[Source data]
☆ ☆ ☆ ☆

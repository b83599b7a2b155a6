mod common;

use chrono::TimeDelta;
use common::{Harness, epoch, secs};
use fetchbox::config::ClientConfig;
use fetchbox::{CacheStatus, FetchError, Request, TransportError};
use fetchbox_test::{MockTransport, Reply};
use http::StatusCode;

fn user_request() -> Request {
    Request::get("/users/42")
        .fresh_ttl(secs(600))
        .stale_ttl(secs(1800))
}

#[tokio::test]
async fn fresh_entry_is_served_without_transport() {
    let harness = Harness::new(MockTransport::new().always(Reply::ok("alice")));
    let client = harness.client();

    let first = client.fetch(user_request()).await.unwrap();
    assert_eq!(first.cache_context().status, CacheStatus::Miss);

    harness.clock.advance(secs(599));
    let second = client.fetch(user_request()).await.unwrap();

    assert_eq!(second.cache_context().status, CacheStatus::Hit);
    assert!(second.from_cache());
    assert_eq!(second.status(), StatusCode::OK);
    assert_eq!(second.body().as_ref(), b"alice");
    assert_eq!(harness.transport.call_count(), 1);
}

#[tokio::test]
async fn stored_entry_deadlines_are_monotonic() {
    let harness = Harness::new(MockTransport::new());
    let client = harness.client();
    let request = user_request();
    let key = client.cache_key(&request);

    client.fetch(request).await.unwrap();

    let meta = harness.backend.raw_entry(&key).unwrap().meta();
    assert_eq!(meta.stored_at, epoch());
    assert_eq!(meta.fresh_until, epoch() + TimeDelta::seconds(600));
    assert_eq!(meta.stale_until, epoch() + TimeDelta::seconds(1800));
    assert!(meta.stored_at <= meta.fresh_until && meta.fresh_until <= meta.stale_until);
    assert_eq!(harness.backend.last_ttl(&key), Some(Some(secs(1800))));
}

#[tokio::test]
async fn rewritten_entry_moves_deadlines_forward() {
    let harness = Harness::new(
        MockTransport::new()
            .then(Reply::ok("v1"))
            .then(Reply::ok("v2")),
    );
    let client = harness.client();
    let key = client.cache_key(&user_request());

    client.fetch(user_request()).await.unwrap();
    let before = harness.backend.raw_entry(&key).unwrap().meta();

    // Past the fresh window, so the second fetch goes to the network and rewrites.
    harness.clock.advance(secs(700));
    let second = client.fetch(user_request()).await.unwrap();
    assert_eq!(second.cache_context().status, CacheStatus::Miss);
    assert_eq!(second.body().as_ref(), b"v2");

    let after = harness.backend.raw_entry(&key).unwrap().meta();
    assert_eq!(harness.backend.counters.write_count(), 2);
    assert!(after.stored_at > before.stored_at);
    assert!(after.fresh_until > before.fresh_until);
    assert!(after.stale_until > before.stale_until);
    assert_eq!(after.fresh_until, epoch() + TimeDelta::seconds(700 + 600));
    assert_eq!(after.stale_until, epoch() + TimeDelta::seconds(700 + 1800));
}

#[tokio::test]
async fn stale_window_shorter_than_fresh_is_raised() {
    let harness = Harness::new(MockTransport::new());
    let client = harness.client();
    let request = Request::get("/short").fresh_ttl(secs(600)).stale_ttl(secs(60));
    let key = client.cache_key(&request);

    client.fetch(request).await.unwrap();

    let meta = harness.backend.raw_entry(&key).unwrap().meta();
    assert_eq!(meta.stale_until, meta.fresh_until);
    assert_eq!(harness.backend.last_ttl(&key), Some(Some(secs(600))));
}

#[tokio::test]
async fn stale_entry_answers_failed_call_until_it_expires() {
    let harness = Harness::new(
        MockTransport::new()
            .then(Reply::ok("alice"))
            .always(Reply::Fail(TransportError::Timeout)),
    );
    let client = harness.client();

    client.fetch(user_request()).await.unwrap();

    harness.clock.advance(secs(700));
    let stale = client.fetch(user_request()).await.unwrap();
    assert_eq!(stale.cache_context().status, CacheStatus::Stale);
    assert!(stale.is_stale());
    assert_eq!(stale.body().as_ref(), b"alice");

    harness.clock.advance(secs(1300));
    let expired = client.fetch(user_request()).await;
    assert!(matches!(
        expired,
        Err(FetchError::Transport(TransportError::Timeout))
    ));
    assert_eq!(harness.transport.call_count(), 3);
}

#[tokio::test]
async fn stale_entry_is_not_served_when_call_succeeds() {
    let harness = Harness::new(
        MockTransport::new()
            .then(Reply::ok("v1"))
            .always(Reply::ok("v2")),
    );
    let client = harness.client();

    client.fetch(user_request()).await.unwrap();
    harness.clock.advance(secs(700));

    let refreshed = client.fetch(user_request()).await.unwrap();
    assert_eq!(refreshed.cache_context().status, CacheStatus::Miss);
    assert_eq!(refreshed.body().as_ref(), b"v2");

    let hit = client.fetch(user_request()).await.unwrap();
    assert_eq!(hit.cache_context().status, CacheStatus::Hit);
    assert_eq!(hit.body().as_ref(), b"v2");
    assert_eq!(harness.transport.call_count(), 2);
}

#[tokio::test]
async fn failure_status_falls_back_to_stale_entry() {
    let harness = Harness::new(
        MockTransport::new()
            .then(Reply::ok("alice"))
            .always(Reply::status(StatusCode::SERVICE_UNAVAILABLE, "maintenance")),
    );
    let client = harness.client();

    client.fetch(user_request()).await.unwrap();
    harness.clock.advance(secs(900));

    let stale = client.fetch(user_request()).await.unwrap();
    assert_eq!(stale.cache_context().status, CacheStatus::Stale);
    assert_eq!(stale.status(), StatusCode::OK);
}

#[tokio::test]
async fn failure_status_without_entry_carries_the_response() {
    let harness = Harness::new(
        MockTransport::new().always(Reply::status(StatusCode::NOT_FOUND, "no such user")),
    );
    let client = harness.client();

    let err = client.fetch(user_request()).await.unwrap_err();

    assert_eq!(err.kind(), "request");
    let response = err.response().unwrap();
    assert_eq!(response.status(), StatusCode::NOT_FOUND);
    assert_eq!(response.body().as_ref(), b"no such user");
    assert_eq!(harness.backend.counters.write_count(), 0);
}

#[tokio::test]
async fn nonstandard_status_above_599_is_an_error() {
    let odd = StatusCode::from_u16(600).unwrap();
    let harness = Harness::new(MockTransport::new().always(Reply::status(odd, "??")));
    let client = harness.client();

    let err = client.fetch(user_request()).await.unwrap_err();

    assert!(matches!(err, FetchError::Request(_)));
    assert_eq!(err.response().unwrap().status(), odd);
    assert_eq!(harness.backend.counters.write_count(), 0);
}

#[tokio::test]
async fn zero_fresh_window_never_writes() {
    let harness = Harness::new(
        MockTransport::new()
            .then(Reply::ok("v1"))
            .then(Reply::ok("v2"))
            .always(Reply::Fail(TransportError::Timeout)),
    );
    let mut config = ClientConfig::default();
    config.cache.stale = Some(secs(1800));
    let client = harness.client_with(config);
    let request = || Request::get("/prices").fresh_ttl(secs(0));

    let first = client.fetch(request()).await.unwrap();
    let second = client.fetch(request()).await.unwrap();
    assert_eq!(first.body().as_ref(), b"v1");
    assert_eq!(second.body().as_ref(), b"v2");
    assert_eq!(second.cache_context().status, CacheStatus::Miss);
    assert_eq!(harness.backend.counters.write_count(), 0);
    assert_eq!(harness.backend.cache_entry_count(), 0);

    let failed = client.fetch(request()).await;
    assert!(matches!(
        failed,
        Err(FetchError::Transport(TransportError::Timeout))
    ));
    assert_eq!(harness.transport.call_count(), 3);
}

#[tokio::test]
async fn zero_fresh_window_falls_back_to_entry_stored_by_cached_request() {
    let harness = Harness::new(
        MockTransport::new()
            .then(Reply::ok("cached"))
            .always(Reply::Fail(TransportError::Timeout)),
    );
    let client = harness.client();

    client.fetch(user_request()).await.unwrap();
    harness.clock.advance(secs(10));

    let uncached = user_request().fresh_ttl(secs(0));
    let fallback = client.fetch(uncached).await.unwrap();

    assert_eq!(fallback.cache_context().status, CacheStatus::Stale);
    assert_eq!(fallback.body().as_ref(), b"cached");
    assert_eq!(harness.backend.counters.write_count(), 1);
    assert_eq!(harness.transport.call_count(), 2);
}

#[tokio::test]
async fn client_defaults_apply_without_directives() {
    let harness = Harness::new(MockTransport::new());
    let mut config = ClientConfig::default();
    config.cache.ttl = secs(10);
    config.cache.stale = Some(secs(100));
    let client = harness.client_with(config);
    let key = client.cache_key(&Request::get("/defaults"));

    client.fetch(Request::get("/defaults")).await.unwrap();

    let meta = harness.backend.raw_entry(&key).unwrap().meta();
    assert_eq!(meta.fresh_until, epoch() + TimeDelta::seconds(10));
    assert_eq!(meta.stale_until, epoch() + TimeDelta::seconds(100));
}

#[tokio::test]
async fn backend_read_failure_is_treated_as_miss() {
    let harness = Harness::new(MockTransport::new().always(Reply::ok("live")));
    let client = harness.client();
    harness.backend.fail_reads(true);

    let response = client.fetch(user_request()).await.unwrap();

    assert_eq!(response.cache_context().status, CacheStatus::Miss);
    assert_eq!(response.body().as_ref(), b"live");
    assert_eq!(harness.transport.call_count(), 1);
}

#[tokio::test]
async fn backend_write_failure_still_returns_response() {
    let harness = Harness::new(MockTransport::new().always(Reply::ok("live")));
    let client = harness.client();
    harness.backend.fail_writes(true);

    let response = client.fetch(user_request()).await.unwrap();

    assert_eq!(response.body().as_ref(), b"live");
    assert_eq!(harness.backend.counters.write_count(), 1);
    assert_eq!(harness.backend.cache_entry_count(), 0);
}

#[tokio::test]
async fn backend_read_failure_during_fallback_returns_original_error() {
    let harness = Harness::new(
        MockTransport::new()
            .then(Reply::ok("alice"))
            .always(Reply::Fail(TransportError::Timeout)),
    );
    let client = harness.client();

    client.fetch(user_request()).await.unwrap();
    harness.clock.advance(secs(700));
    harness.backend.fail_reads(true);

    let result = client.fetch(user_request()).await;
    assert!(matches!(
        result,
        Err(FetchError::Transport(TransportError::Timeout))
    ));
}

☆ ☆ ☆ ☆

When you reach the line that contains "assert!(meta.stored_at <= meta.fresh_until", stop; that line and every line before it, from the very first line of the data, should be restated word for word.

repository b83599b7a2b155a6
mod common;

use chrono::TimeDelta;
use common::{Harness, epoch, secs};
use fetchbox::config::ClientConfig;
use fetchbox::{CacheStatus, FetchError, Request, TransportError};
use fetchbox_test::{MockTransport, Reply};
use http::StatusCode;

fn user_request() -> Request {
    Request::get("/users/42")
        .fresh_ttl(secs(600))
        .stale_ttl(secs(1800))
}

#[tokio::test]
async fn fresh_entry_is_served_without_transport() {
    let harness = Harness::new(MockTransport::new().always(Reply::ok("alice")));
    let client = harness.client();

    let first = client.fetch(user_request()).await.unwrap();
    assert_eq!(first.cache_context().status, CacheStatus::Miss);

    harness.clock.advance(secs(599));
    let second = client.fetch(user_request()).await.unwrap();

    assert_eq!(second.cache_context().status, CacheStatus::Hit);
    assert!(second.from_cache());
    assert_eq!(second.status(), StatusCode::OK);
    assert_eq!(second.body().as_ref(), b"alice");
    assert_eq!(harness.transport.call_count(), 1);
}

#[tokio::test]
async fn stored_entry_deadlines_are_monotonic() {
    let harness = Harness::new(MockTransport::new());
    let client = harness.client();
    let request = user_request();
    let key = client.cache_key(&request);

    client.fetch(request).await.unwrap();

    let meta = harness.backend.raw_entry(&key).unwrap().meta();
    assert_eq!(meta.stored_at, epoch());
    assert_eq!(meta.fresh_until, epoch() + TimeDelta::seconds(600));
    assert_eq!(meta.stale_until, epoch() + TimeDelta::seconds(1800));
    assert!(meta.stored_at <= meta.fresh_until && meta.fresh_until <= meta.stale_until);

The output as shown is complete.